Got it out. Next dilemna is the plate frame sticks out about 2 inches from the trunk door. It won't sit flush with my suv When I close it I can hear the plate frame hitting the suv body.


----------



## dinosaur1 (Nov 22, 2009)

Mort said:


> I've found that a drill and easy-out work great in situations such as this


What if the manufacturer made it so only nylon screws can be installed? The type that get stuck when you try to take them out. I want to try and put in stainless steel screws...


----------



## DexterII (Jul 14, 2010)

Not sure that I follow you. Now, maybe there is a ball of plastic on the threads that acts as a lock, so that they don't vibrate loose, but other than that, the threads on the screws and nuts, either standard or metric, and perhaps in a couple different sizes of each, should still be standard. If however, the thread part on the vehicle is messed up, you can buy those at most auto parts stores. You will see on a new one that there are little plastic tabs so that when you push them in place, the tabs hold them from falling out. If you just need new screws though, your local hardware store should have them in any flavor that you prefer; metal, stainless, plastic, etc.


----------



## dinosaur1 (Nov 22, 2009)

DexterII said:


> Not sure that I follow you. Now, maybe there is a ball of plastic on the threads that acts as a lock, so that they don't vibrate loose, but other than that, the threads on the screws and nuts, either standard or metric, and perhaps in a couple different sizes of each, should still be standard. If however, the thread part on the vehicle is messed up, you can buy those at most auto parts stores. You will see on a new one that there are little plastic tabs so that when you push them in place, the tabs hold them from falling out. If you just need new screws though, your local hardware store should have them in any flavor that you prefer; metal, stainless, plastic, etc.

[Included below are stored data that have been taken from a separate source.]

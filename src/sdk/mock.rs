//! Mock avatar SDK for testing and offline demos.
//!
//! Records every call, fails on demand, and lets the caller inject SDK
//! events into the most recently initialized session. By default a
//! successful `start` immediately emits `StreamReady`.

use std::sync::atomic::{AtomicBool, AtomicU32, AtomicUsize, Ordering};
use std::sync::{Arc, Mutex};

use anyhow::{Result, anyhow, bail};
use async_trait::async_trait;
use tokio::sync::mpsc;

use crate::config::{AvatarQuality, SessionConfig, TaskType};
use crate::credential::Credential;
use crate::sdk::{
    AvatarHandle, AvatarSdk, MediaSink, MediaStream, Microphone, MicrophoneTrack, SdkError,
    SdkEvent, SdkSession, SpeakRequest, VoiceChatOptions,
};

// ── Call log ─────────────────────────────────────────────────────

/// One recorded SDK call.
#[derive(Debug, Clone, PartialEq)]
pub enum MockCall {
    Initialize { session: String },
    Start { session: String, quality: AvatarQuality },
    Stop { session: String },
    StartListening { session: String },
    StopListening { session: String },
    StartVoiceChat { session: String, track: Option<String> },
    CloseVoiceChat { session: String },
    Speak { session: String, text: String, task_type: TaskType },
    KeepAlive { session: String },
    MuteInput { session: String },
    UnmuteInput { session: String },
    Interrupt { session: String },
}

/// Pending scripted failures; each counter is consumed one call at a time.
#[derive(Debug, Default)]
struct Script {
    initialize_failures: u32,
    start_failures: u32,
    already_active_failures: u32,
    voice_failures: u32,
    speak_failures: u32,
    keep_alive_failures: u32,
}

fn take(counter: &mut u32) -> bool {
    if *counter > 0 {
        *counter -= 1;
        true
    } else {
        false
    }
}

struct MockInner {
    script: Mutex<Script>,
    calls: Mutex<Vec<MockCall>>,
    current: Mutex<Option<mpsc::UnboundedSender<SdkEvent>>>,
    sessions: AtomicU32,
    auto_ready: AtomicBool,
}

impl MockInner {
    fn record(&self, call: MockCall) {
        if let Ok(mut calls) = self.calls.lock() {
            calls.push(call);
        }
    }

    fn script<R>(&self, f: impl FnOnce(&mut Script) -> R) -> R {
        let mut script = self.script.lock().unwrap_or_else(|e| e.into_inner());
        f(&mut script)
    }
}

// ── SDK ──────────────────────────────────────────────────────────

/// Scriptable in-process avatar SDK.
#[derive(Clone)]
pub struct MockAvatarSdk {
    inner: Arc<MockInner>,
}

impl MockAvatarSdk {
    pub fn new() -> Self {
        Self {
            inner: Arc::new(MockInner {
                script: Mutex::new(Script::default()),
                calls: Mutex::new(Vec::new()),
                current: Mutex::new(None),
                sessions: AtomicU32::new(0),
                auto_ready: AtomicBool::new(true),
            }),
        }
    }

    /// Whether a successful `start` emits `StreamReady` on its own.
    pub fn with_auto_ready(self, auto_ready: bool) -> Self {
        self.inner.auto_ready.store(auto_ready, Ordering::SeqCst);
        self
    }

    pub fn fail_initialize(&self, times: u32) {
        self.inner.script(|s| s.initialize_failures += times);
    }

    pub fn fail_start(&self, times: u32) {
        self.inner.script(|s| s.start_failures += times);
    }

    /// Reject the next `times` starts with [`SdkError::SessionAlreadyActive`].
    pub fn fail_start_already_active(&self, times: u32) {
        self.inner.script(|s| s.already_active_failures += times);
    }

    pub fn fail_voice_chat(&self, times: u32) {
        self.inner.script(|s| s.voice_failures += times);
    }

    pub fn fail_speak(&self, times: u32) {
        self.inner.script(|s| s.speak_failures += times);
    }

    pub fn fail_keep_alive(&self, times: u32) {
        self.inner.script(|s| s.keep_alive_failures += times);
    }

    /// Inject an event into the latest session. Returns `false` if no
    /// session exists or its receiver is gone.
    pub fn emit(&self, event: SdkEvent) -> bool {
        let current = self.inner.current.lock().unwrap_or_else(|e| e.into_inner());
        current.as_ref().is_some_and(|tx| tx.send(event).is_ok())
    }

    /// Emit one complete user turn: start, fragments, end of turn.
    pub fn emit_turn(&self, fragments: &[&str]) -> bool {
        let mut ok = self.emit(SdkEvent::UserStart);
        for fragment in fragments {
            ok &= self.emit(SdkEvent::UserTalkingFragment {
                text: fragment.to_string(),
            });
        }
        ok &= self.emit(SdkEvent::UserStop);
        ok && self.emit(SdkEvent::UserEndOfTurn)
    }

    /// Snapshot of all recorded calls, in order.
    pub fn calls(&self) -> Vec<MockCall> {
        self.inner
            .calls
            .lock()
            .map(|calls| calls.clone())
            .unwrap_or_default()
    }

    pub fn count(&self, pred: impl Fn(&MockCall) -> bool) -> usize {
        self.calls().iter().filter(|c| pred(c)).count()
    }

    /// Number of sessions successfully initialized.
    pub fn sessions_created(&self) -> u32 {
        self.inner.sessions.load(Ordering::SeqCst)
    }
}

impl Default for MockAvatarSdk {
    fn default() -> Self {
        Self::new()
    }
}

#[async_trait]
impl AvatarSdk for MockAvatarSdk {
    async fn initialize(&self, credential: &Credential) -> Result<SdkSession> {
        if credential.as_str().is_empty() {
            bail!("empty credential");
        }
        if self.inner.script(|s| take(&mut s.initialize_failures)) {
            bail!("mock initialize failure");
        }

        let n = self.inner.sessions.fetch_add(1, Ordering::SeqCst) + 1;
        let id = format!("mock-{}", n);
        self.inner.record(MockCall::Initialize { session: id.clone() });

        let (tx, rx) = mpsc::unbounded_channel();
        *self.inner.current.lock().unwrap_or_else(|e| e.into_inner()) = Some(tx.clone());

        Ok(SdkSession {
            handle: Arc::new(MockHandle {
                id,
                inner: self.inner.clone(),
                events: tx,
                closed: AtomicBool::new(false),
            }),
            events: rx,
        })
    }

    fn name(&self) -> &str {
        "mock"
    }
}

// ── Handle ───────────────────────────────────────────────────────

struct MockHandle {
    id: String,
    inner: Arc<MockInner>,
    events: mpsc::UnboundedSender<SdkEvent>,
    closed: AtomicBool,
}

impl MockHandle {
    fn ensure_open(&self) -> Result<()> {
        if self.closed.load(Ordering::SeqCst) {
            return Err(SdkError::SessionClosed.into());
        }
        Ok(())
    }

    fn session(&self) -> String {
        self.id.clone()
    }
}

#[async_trait]
impl AvatarHandle for MockHandle {
    fn session_id(&self) -> &str {
        &self.id
    }

    async fn start(&self, config: &SessionConfig) -> Result<()> {
        self.inner.record(MockCall::Start {
            session: self.session(),
            quality: config.quality,
        });
        self.ensure_open()?;
        if self.inner.script(|s| take(&mut s.already_active_failures)) {
            return Err(SdkError::SessionAlreadyActive.into());
        }
        if self.inner.script(|s| take(&mut s.start_failures)) {
            bail!("mock start failure");
        }
        if self.inner.auto_ready.load(Ordering::SeqCst) {
            let _ = self.events.send(SdkEvent::StreamReady {
                stream: MediaStream {
                    id: format!("{}-stream", self.id),
                },
            });
        }
        Ok(())
    }

    async fn stop(&self) -> Result<()> {
        self.inner.record(MockCall::Stop {
            session: self.session(),
        });
        self.closed.store(true, Ordering::SeqCst);
        Ok(())
    }

    async fn start_listening(&self) -> Result<()> {
        self.inner.record(MockCall::StartListening {
            session: self.session(),
        });
        self.ensure_open()
    }

    async fn stop_listening(&self) -> Result<()> {
        self.inner.record(MockCall::StopListening {
            session: self.session(),
        });
        self.ensure_open()
    }

    async fn start_voice_chat(&self, options: VoiceChatOptions) -> Result<()> {
        self.inner.record(MockCall::StartVoiceChat {
            session: self.session(),
            track: options.input_track,
        });
        self.ensure_open()?;
        if self.inner.script(|s| take(&mut s.voice_failures)) {
            bail!("mock voice chat failure");
        }
        Ok(())
    }

    async fn close_voice_chat(&self) -> Result<()> {
        self.inner.record(MockCall::CloseVoiceChat {
            session: self.session(),
        });
        Ok(())
    }

    async fn speak(&self, request: SpeakRequest) -> Result<()> {
        self.inner.record(MockCall::Speak {
            session: self.session(),
            text: request.text,
            task_type: request.task_type,
        });
        self.ensure_open()?;
        if self.inner.script(|s| take(&mut s.speak_failures)) {
            bail!("mock speak failure");
        }
        Ok(())
    }

    async fn keep_alive(&self) -> Result<()> {
        self.inner.record(MockCall::KeepAlive {
            session: self.session(),
        });
        self.ensure_open()?;
        if self.inner.script(|s| take(&mut s.keep_alive_failures)) {
            bail!("mock keep-alive failure");
        }
        Ok(())
    }

    async fn mute_input_audio(&self) -> Result<()> {
        self.inner.record(MockCall::MuteInput {
            session: self.session(),
        });
        self.ensure_open()
    }

    async fn unmute_input_audio(&self) -> Result<()> {
        self.inner.record(MockCall::UnmuteInput {
            session: self.session(),
        });
        self.ensure_open()
    }

    async fn interrupt(&self) -> Result<()> {
        self.inner.record(MockCall::Interrupt {
            session: self.session(),
        });
        self.ensure_open()
    }
}

// ── Microphone ───────────────────────────────────────────────────

/// Mock microphone that tracks how many acquired tracks are still live.
#[derive(Clone, Default)]
pub struct MockMicrophone {
    live: Arc<AtomicUsize>,
    acquired: Arc<AtomicUsize>,
    failures: Arc<AtomicU32>,
}

impl MockMicrophone {
    pub fn new() -> Self {
        Self::default()
    }

    /// Tracks acquired and not yet stopped.
    pub fn live_tracks(&self) -> usize {
        self.live.load(Ordering::SeqCst)
    }

    pub fn total_acquired(&self) -> usize {
        self.acquired.load(Ordering::SeqCst)
    }

    pub fn fail_acquire(&self, times: u32) {
        self.failures.fetch_add(times, Ordering::SeqCst);
    }
}

#[async_trait]
impl Microphone for MockMicrophone {
    async fn acquire(&self) -> Result<Box<dyn MicrophoneTrack>> {
        let denied = self
            .failures
            .fetch_update(Ordering::SeqCst, Ordering::SeqCst, |n| n.checked_sub(1))
            .is_ok();
        if denied {
            return Err(anyhow!("microphone permission denied"));
        }
        let n = self.acquired.fetch_add(1, Ordering::SeqCst) + 1;
        self.live.fetch_add(1, Ordering::SeqCst);
        Ok(Box::new(MockTrack {
            id: format!("mic-{}", n),
            live: self.live.clone(),
            stopped: false,
        }))
    }
}

struct MockTrack {
    id: String,
    live: Arc<AtomicUsize>,
    stopped: bool,
}

impl MicrophoneTrack for MockTrack {
    fn id(&self) -> &str {
        &self.id
    }

    fn stop(&mut self) {
        if !self.stopped {
            self.stopped = true;
            self.live.fetch_sub(1, Ordering::SeqCst);
        }
    }
}

// ── Video sink ───────────────────────────────────────────────────

#[derive(Default)]
struct SinkState {
    stream: Option<MediaStream>,
    position: Option<f64>,
    paused: bool,
}

/// Video sink with a manually driven playback clock.
#[derive(Clone, Default)]
pub struct MockVideoSink {
    state: Arc<Mutex<SinkState>>,
}

impl MockVideoSink {
    pub fn new() -> Self {
        Self::default()
    }

    /// Move the playback clock forward by `secs`.
    pub fn advance(&self, secs: f64) {
        let mut state = self.state.lock().unwrap_or_else(|e| e.into_inner());
        if let Some(pos) = state.position.as_mut() {
            *pos += secs;
        }
    }

    pub fn set_paused(&self, paused: bool) {
        self.state.lock().unwrap_or_else(|e| e.into_inner()).paused = paused;
    }

    pub fn attached(&self) -> Option<MediaStream> {
        self.state
            .lock()
            .unwrap_or_else(|e| e.into_inner())
            .stream
            .clone()
    }
}

impl MediaSink for MockVideoSink {
    fn attach(&self, stream: &MediaStream) {
        let mut state = self.state.lock().unwrap_or_else(|e| e.into_inner());
        state.stream = Some(stream.clone());
        state.position.get_or_insert(0.0);
    }

    fn detach(&self) {
        let mut state = self.state.lock().unwrap_or_else(|e| e.into_inner());
        state.stream = None;
        state.position = None;
    }

    fn playback_position(&self) -> Option<f64> {
        self.state.lock().unwrap_or_else(|e| e.into_inner()).position
    }

    fn is_paused(&self) -> bool {
        self.state.lock().unwrap_or_else(|e| e.into_inner()).paused
    }
}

For example if I buy the standard stainless steel license plate screws they go in only halfway for whatever reason


----------



## DexterII (Jul 14, 2010)

Are you sure that you have the right thread? Or are they perhaps bottoming out?


----------



## dinosaur1 (Nov 22, 2009)

DexterII said:


> Are you sure that you have the right thread? Or are they perhaps bottoming out?


shouldn't all licensse plate screws work? Why would the Highlander be different ?


----------



## Mort (Nov 26, 2008)

Now it's making sense. A lot of Toyotas have threaded license plate holes, so only a certain thread pitch screw will work. If I recall (my Toyota dealer experience was about 8 years ago), its a fine thread, and I bet you are using a coarse thread screw. They'll start, but won't go in all the way.


----------



## dinosaur1 (Nov 22, 2009)

Mort said:


> Now it's making sense. A lot of Toyotas have threaded license plate holes, so only a certain thread pitch screw will work. If I recall (my Toyota dealer experience was about 8 years ago), its a fine thread, and I bet you are using a coarse thread screw. They'll start, but won't go in all the way.


exactly. what type should I get?


----------



## Mort (Nov 26, 2008)

Either go to a hardware store and find a thread that will work, or go to your Toyota dealer and they'll probably give you some.


----------



## Thurman (Feb 9, 2009)

_SOME_-I don't have a list of these, newer vehicles within the last few years or so have metal "nuts" pushed into the sheet metal of the trunk/tailgate areas at the factory. Then these are "spot-welded" into place, and painted with the body in the paint shop. These are generally "blind-holes" also, meaning that too long of a screw will not go completely into them. Some of you may be familiar with "Dorman" products with supply many items to the auto parts stores. We have seen the replacement screws coming into use lately and they are not all the same size or length.


----------



## WillK (Aug 29, 2010)

Toyota will most likely be using metric threads, perhaps you are using inch threaded fasteners?


----------